INSTRUCTIONS FOR THE TASK: Everything from the line containing "pub mod image;" through the line containing "pub use error::PlannerError;" in the listing below should be copied exactly, and nothing more.

---- ENTRIES SHOWN

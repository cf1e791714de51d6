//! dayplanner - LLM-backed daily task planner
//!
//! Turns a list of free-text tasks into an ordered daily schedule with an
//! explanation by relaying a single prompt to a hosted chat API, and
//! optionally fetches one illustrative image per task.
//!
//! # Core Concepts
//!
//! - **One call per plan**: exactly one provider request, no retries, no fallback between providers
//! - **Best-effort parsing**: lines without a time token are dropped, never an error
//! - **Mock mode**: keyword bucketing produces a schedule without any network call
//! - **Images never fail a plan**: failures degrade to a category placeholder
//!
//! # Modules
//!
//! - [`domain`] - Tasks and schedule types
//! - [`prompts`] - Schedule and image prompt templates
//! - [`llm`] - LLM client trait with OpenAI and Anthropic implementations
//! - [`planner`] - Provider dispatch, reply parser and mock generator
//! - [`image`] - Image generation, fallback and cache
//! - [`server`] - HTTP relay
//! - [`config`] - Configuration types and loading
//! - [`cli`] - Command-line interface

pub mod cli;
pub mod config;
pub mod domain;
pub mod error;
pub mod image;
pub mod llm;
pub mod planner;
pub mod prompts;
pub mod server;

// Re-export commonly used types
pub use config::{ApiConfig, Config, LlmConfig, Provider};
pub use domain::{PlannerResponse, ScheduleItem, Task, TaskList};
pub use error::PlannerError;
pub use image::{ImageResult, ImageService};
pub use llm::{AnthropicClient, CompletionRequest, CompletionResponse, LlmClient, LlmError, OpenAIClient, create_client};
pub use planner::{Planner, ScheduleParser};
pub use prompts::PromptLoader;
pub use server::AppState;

--------
---- ENTRIES SHOWN

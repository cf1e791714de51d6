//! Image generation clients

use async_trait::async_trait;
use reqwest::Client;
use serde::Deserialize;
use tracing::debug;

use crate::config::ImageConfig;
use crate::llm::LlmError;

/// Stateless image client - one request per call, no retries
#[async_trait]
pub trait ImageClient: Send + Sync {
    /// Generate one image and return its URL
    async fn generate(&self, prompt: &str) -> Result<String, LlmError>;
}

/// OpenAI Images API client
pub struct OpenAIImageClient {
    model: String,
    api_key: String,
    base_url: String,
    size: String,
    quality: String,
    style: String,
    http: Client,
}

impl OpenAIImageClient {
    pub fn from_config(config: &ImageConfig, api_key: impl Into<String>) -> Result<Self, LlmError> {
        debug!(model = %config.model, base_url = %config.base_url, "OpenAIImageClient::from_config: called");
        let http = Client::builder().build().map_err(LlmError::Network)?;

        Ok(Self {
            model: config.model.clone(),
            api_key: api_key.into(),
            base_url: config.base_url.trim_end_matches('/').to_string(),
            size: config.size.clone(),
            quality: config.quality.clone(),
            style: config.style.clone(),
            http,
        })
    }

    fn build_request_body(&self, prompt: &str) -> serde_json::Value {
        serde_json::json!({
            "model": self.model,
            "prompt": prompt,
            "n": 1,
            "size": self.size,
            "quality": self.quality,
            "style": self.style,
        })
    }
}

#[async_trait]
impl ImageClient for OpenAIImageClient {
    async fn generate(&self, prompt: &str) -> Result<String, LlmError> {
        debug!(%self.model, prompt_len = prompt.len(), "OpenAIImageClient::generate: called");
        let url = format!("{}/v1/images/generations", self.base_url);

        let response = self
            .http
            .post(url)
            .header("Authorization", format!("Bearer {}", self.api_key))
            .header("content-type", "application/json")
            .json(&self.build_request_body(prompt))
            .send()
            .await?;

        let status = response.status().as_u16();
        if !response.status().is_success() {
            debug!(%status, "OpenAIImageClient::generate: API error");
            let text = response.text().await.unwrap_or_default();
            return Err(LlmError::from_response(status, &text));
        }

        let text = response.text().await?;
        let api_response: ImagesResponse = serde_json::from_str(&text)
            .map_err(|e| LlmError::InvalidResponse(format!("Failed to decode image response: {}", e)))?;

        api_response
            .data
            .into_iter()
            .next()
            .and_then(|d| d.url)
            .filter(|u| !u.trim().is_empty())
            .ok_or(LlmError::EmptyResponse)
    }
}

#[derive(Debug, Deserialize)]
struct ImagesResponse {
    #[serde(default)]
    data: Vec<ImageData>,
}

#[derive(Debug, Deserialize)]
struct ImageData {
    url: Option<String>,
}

--------

ANSWER TO THE EXERCISE:
pub mod image;
pub mod llm;
pub mod planner;
pub mod prompts;
pub mod server;

// Re-export commonly used types
pub use config::{ApiConfig, Config, LlmConfig, Provider};
pub use domain::{PlannerResponse, ScheduleItem, Task, TaskList};
pub use error::PlannerError;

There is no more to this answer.